» Saved data entries:
┌──

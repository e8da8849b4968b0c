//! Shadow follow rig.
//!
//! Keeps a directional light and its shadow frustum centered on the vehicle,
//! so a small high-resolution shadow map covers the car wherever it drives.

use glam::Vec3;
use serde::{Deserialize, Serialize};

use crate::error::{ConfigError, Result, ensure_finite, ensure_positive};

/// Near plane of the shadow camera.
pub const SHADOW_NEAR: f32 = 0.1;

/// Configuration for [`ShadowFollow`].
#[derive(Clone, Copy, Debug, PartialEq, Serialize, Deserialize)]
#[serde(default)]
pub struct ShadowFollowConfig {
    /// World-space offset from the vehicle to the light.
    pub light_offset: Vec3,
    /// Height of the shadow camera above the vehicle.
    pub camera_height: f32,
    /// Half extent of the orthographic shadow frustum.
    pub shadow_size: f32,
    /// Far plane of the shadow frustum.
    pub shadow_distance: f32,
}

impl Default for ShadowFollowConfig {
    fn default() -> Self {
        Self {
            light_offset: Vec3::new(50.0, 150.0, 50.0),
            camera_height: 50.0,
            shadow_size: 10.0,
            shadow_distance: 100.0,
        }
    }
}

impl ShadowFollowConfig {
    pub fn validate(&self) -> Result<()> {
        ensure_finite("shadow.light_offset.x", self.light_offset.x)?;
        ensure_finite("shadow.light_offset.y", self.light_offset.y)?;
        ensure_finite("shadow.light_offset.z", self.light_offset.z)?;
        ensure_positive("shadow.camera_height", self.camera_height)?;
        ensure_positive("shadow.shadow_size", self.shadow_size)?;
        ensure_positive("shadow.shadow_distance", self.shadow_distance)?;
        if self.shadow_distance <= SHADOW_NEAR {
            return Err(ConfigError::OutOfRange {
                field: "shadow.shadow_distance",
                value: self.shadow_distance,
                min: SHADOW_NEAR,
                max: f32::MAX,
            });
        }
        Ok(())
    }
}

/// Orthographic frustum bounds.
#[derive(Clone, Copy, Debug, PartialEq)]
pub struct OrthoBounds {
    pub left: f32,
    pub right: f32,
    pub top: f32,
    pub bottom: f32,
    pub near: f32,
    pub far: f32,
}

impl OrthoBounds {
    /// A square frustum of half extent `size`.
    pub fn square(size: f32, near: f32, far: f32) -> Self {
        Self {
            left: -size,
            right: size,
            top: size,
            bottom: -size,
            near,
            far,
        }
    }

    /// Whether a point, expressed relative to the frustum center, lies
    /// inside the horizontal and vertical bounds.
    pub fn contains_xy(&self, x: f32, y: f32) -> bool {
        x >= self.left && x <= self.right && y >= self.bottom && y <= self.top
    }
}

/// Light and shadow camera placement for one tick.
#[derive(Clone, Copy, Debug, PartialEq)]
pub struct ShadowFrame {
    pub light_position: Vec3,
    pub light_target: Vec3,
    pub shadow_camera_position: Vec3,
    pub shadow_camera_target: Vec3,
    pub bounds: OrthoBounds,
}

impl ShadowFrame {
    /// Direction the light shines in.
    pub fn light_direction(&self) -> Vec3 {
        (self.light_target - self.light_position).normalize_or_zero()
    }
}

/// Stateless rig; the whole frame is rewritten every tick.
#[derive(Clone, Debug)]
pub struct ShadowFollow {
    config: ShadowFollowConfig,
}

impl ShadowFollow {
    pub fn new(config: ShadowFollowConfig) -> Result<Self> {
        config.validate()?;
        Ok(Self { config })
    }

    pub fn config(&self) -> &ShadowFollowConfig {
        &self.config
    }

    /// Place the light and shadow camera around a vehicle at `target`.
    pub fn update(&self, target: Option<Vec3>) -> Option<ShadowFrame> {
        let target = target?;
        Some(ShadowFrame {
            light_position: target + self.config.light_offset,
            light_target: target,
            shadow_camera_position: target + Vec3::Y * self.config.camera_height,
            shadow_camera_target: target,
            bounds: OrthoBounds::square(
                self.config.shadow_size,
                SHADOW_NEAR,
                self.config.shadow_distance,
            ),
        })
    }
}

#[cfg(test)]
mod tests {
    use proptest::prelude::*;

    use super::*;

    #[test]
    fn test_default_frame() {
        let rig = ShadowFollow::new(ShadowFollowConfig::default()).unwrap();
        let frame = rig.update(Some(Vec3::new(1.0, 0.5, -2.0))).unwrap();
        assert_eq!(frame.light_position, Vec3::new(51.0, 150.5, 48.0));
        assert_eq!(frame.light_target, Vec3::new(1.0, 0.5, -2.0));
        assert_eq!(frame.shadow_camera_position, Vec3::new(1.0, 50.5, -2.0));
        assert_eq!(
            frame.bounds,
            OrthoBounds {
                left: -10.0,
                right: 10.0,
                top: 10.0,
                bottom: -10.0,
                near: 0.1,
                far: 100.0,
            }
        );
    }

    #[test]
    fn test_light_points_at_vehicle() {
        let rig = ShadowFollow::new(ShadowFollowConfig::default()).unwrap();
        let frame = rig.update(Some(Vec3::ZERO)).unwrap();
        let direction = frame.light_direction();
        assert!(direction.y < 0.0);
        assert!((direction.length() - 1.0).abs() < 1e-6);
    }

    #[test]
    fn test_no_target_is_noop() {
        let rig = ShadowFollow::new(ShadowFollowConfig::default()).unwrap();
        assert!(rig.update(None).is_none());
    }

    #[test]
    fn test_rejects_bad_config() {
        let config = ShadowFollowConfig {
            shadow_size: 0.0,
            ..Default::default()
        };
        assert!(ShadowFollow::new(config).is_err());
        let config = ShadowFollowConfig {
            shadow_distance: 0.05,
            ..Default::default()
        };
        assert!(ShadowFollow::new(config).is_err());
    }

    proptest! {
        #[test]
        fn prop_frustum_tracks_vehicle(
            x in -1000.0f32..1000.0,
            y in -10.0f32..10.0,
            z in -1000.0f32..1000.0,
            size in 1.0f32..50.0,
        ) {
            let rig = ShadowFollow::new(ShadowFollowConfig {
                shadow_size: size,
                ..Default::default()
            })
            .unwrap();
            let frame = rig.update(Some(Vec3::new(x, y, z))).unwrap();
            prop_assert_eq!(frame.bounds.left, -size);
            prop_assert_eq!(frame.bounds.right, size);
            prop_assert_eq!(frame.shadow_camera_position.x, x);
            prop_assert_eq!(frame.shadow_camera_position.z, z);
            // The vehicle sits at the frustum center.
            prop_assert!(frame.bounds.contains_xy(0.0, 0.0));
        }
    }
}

└──

» Assignment:
Pull every line containing "derive" from the data.

» The answer:
#[derive(Clone, Copy, Debug, PartialEq, Serialize, Deserialize)]
#[derive(Clone, Copy, Debug, PartialEq)]
#[derive(Clone, Copy, Debug, PartialEq)]
#[derive(Clone, Debug)]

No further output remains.